__DATA TO PROCESS__:
/// Normalize cell text: control characters become spaces, runs of whitespace
/// collapse to one space, and the ends are trimmed.
pub fn normalize_string(value: &str) -> String {
    value
        .chars()
        .map(|c| if c.is_control() { ' ' } else { c })
        .collect::<String>()
        .split_whitespace()
        .collect::<Vec<&str>>()
        .join(" ")
}

#[cfg(test)]
mod tests {
    use super::*;

    #[test]
    fn test_normalize_string() {
        assert_eq!(normalize_string("  Иванов\tИван\n Иванович "), "Иванов Иван Иванович");
        assert_eq!(normalize_string("   "), "");
        assert_eq!(normalize_string("Ivanov"), "Ivanov");
    }
}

__EXERCISE__: How many lines of the data contain "value"? Work it out and give only the number.

__RESPONSE__: 2